Today we honor the memory of Oliver Reese McBee on his first birthday.

Please pray for Mary on this anniversary of the loss of her son,
and for big sister Sophie.

Heavenly Father, I lift Mary to you today knowing that her heart still aches for her baby.  Please wrap your arms around her and let her feel your love even greater than she feels her pain.  May she lean on your grace and know that it is enough to carry her through even the deepest valleys.  Remind her that there is a small community of people here that understand her loss, and that she is not alone.

In Your Grace, Amen.

4 thoughts on “Remembering Oliver”

  1. Thank you so much. Today is the first anniversary of Olivers passing and all I know for sure is that I wish I would have shared a life with my son as I do with my daughter. However, I thank GOD for the opportunity to share eternity with both my children. I am also thankful to GOD for putting people like you in my life to remind me that there is good left on this earth. I hope that everyone reading this has not been through the pain I have learned to bear but if you have I my heart goes out to you. You will never know how strong you are until you have to be strong. For GOD is with the brokenhearted and he saves those whose spirits have been crushed.

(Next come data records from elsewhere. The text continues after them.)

//! Monthly export loading and changeset grouping.
//!
//! The version-control export is one JSON file per calendar month. A logical
//! commit shows up as many raw changes sharing comment, author, and timestamp;
//! those collapse into one [`ChangesetGroup`] per normalized key.

use std::collections::{BTreeMap, HashMap};
use std::path::{Path, PathBuf};

use serde::Deserialize;
use stratum_core::{Change, StratumError};

use crate::normalize::{KeyNormalizer, MonthName};

/// One exported change, as found in monthly dumps and change listings.
#[derive(Debug, Clone, Default, Deserialize)]
pub struct RawChange {
    #[serde(default)]
    pub author: String,
    #[serde(default)]
    pub comment: String,
    /// Locale timestamp such as `15-mar-2010 02:30 PM`.
    #[serde(default, alias = "Modified")]
    pub modified: String,
    /// Opaque raw identifier.
    #[serde(default)]
    pub uuid: String,
    /// Touched files; only populated by change listings.
    #[serde(default)]
    pub changes: Vec<FileEntry>,
}

/// A file path inside a change listing.
#[derive(Debug, Clone, Default, Deserialize)]
pub struct FileEntry {
    #[serde(default)]
    pub path: String,
}

/// Top-level shape of an export or change-listing document.
///
/// # Examples
///
/// ```
/// use stratum_linkage::grouper::ExportDocument;
///
/// let doc: ExportDocument = serde_json::from_str(
///     r#"{"changes":[{"author":"ana","comment":"x","modified":"15-mar-2010 02:30 PM","uuid":"_1"}]}"#,
/// ).unwrap();
/// assert_eq!(doc.changes[0].uuid, "_1");
/// ```
#[derive(Debug, Clone, Default, Deserialize)]
pub struct ExportDocument {
    #[serde(default)]
    pub changes: Vec<RawChange>,
}

impl ExportDocument {
    /// Every nested file path, in document order.
    pub fn file_paths(&self) -> Vec<String> {
        self.changes
            .iter()
            .flat_map(|change| change.changes.iter().map(|f| f.path.clone()))
            .collect()
    }
}

/// The changes read from one monthly export file.
#[derive(Debug, Clone)]
pub struct ExportBatch {
    /// File name (not path) of the export; it embeds the month.
    pub file_name: String,
    pub changes: Vec<RawChange>,
}

impl ExportBatch {
    /// Whether a change timestamped in `month` belongs to this file.
    ///
    /// Adjacent monthly exports overlap at their edges, so each file only
    /// contributes the changes of its own month. The file name must end in the
    /// locale abbreviation or the English month name.
    ///
    /// # Examples
    ///
    /// ```
    /// use stratum_linkage::grouper::ExportBatch;
    /// use stratum_linkage::normalize::LocaleTables;
    ///
    /// let tables = LocaleTables::pt_br();
    /// let batch = ExportBatch { file_name: "siop-changesets-2010-March.json".into(), changes: vec![] };
    /// assert!(batch.covers(tables.month("mar").unwrap()));
    /// assert!(!batch.covers(tables.month("abr").unwrap()));
    /// ```
    pub fn covers(&self, month: &MonthName) -> bool {
        let name = self.file_name.to_lowercase();
        let stem = name.strip_suffix(".json").unwrap_or(&name);
        stem.ends_with(&month.abbrev) || stem.ends_with(&month.english.to_lowercase())
    }
}

/// Read every `*.json` export in `dir`, in file-name order.
///
/// # Errors
///
/// Returns [`StratumError::Export`] when a file is not a valid export and
/// [`StratumError::Io`] when it cannot be read.
pub fn load_exports(dir: &Path) -> Result<Vec<ExportBatch>, StratumError> {
    if !dir.is_dir() {
        return Err(StratumError::FileNotFound(dir.to_path_buf()));
    }
    let escaped = glob::Pattern::escape(&dir.to_string_lossy());
    let pattern = Path::new(&escaped).join("*.json");
    let pattern = pattern.to_string_lossy();
    let mut paths = glob::glob(&pattern)
        .map_err(|e| StratumError::Config(format!("invalid export pattern {pattern}: {e}")))?
        .map(|entry| entry.map_err(|e| StratumError::Io(e.into_error())))
        .collect::<Result<Vec<PathBuf>, StratumError>>()?;
    paths.sort();

    let mut batches = Vec::with_capacity(paths.len());
    for path in paths {
        let content = std::fs::read_to_string(&path)?;
        let document: ExportDocument =
            serde_json::from_str(&content).map_err(|source| StratumError::Export {
                file: path.clone(),
                source,
            })?;
        let file_name = path
            .file_name()
            .map(|n| n.to_string_lossy().to_string())
            .unwrap_or_default();
        tracing::debug!(file = %file_name, changes = document.changes.len(), "loaded export");
        batches.push(ExportBatch {
            file_name,
            changes: document.changes,
        });
    }
    Ok(batches)
}

/// Raw changes that collapse to one normalized key.
#[derive(Debug, Clone, PartialEq, Eq)]
pub struct ChangesetGroup {
    pub key: String,
    /// Normalized comment of the first change seen.
    pub comment: String,
    pub author: String,
    /// Canonical `dd/mm/yyyy HH:MM` timestamp.
    pub modified: String,
    /// Raw identifiers in scan order.
    pub raw_ids: Vec<String>,
}

impl ChangesetGroup {
    pub fn to_change(&self) -> Change {
        Change {
            author: self.author.clone(),
            comment: self.comment.clone(),
            modified: self.modified.clone(),
            raw_ids: self.raw_ids.clone(),
        }
    }
}

/// Groups keyed by normalized key, plus a raw-id side index.
#[derive(Debug, Clone, Default)]
pub struct ChangesetIndex {
    groups: BTreeMap<String, ChangesetGroup>,
    by_raw_id: HashMap<String, String>,
    skipped: usize,
}

impl ChangesetIndex {
    pub fn get(&self, key: &str) -> Option<&ChangesetGroup> {
        self.groups.get(key)
    }

    /// Groups in key order.
    pub fn groups(&self) -> impl Iterator<Item = &ChangesetGroup> {
        self.groups.values()
    }

    /// Raw identifier to the key of the group it was folded into.
    pub fn raw_ids(&self) -> &HashMap<String, String> {
        &self.by_raw_id
    }

    pub fn len(&self) -> usize {
        self.groups.len()
    }

    pub fn is_empty(&self) -> bool {
        self.groups.is_empty()
    }

    /// Changes ignored because they belong to another month's export.
    pub fn skipped(&self) -> usize {
        self.skipped
    }
}

/// Incrementally folds export batches into a [`ChangesetIndex`].
///
/// # Examples
///
/// ```
/// use stratum_linkage::grouper::{ChangesetGrouper, ExportBatch, RawChange};
/// use stratum_linkage::normalize::KeyNormalizer;
///
/// let normalizer = KeyNormalizer::default();
/// let change = |uuid: &str| RawChange {
///     author: "ana".into(),
///     comment: "fix".into(),
///     modified: "15-mar-2010 02:30 PM".into(),
///     uuid: uuid.into(),
///     changes: vec![],
/// };
/// let batch = ExportBatch {
///     file_name: "siop-2010-March.json".into(),
///     changes: vec![change("_a"), change("_b")],
/// };
///
/// let mut grouper = ChangesetGrouper::new(&normalizer);
/// grouper.add_batch(&batch).unwrap();
/// let index = grouper.finish();
/// assert_eq!(index.len(), 1);
/// assert_eq!(index.groups().next().unwrap().raw_ids, vec!["_a", "_b"]);
/// ```
pub struct ChangesetGrouper<'a> {
    normalizer: &'a KeyNormalizer,
    index: ChangesetIndex,
}

impl<'a> ChangesetGrouper<'a> {
    pub fn new(normalizer: &'a KeyNormalizer) -> Self {
        Self {
            normalizer,
            index: ChangesetIndex::default(),
        }
    }

    /// Fold one monthly batch into the index.
    ///
    /// # Errors
    ///
    /// Returns [`StratumError::InFile`] wrapping a timestamp error when a
    /// change carries a malformed timestamp.
    pub fn add_batch(&mut self, batch: &ExportBatch) -> Result<(), StratumError> {
        for change in &batch.changes {
            self.add_change(batch, change)
                .map_err(|e| StratumError::InFile {
                    file: PathBuf::from(&batch.file_name),
                    source: Box::new(e),
                })?;
        }
        Ok(())
    }

    fn add_change(&mut self, batch: &ExportBatch, change: &RawChange) -> Result<(), StratumError> {
        let normalizer = self.normalizer;
        let month = normalizer.month_of(&change.modified)?;
        if !batch.covers(month) {
            self.index.skipped += 1;
            return Ok(());
        }

        let key = normalizer.key(&change.comment, &change.author, &change.modified)?;

        match self.index.groups.get_mut(&key) {
            Some(group) => group.raw_ids.push(change.uuid.clone()),
            None => {
                let group = ChangesetGroup {
                    key: key.clone(),
                    comment: normalizer.normalize_comment(&change.comment),
                    author: change.author.clone(),
                    modified: normalizer.canonical_timestamp(&change.modified)?,
                    raw_ids: vec![change.uuid.clone()],
                };
                self.index.groups.insert(key.clone(), group);
            }
        }
        self.index.by_raw_id.insert(change.uuid.clone(), key);
        Ok(())
    }

    pub fn finish(self) -> ChangesetIndex {
        tracing::info!(
            groups = self.index.groups.len(),
            raw_changes = self.index.by_raw_id.len(),
            skipped = self.index.skipped,
            "grouped changesets"
        );
        self.index
    }
}

/// Group every batch in order.
///
/// # Errors
///
/// See [`ChangesetGrouper::add_batch`].
pub fn group_changesets(
    normalizer: &KeyNormalizer,
    batches: &[ExportBatch],
) -> Result<ChangesetIndex, StratumError> {
    let mut grouper = ChangesetGrouper::new(normalizer);
    for batch in batches {
        grouper.add_batch(batch)?;
    }
    Ok(grouper.finish())
}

    1. This is my mother, Karen Underwood making the comment above, and I love you I thought nothing would hurt as bad as losing him, but losing you brought a pain I could have never imagined. Just remebering when this happened and how much I could have appreciated you more. I was so upset by what I was going thru and living this life I never took time to truly recognize everything I would be missing if u weren’t here. Now ur not I wish I would have taken more time and remembered to be greatful for you and show you that apperication. I always thanked God for letting me have a life with sophie I never thanked him for you. But i do now everyday. I was truly blessed to have been a part of your story and Olis now because of all this I can appreciate his new brothers even more.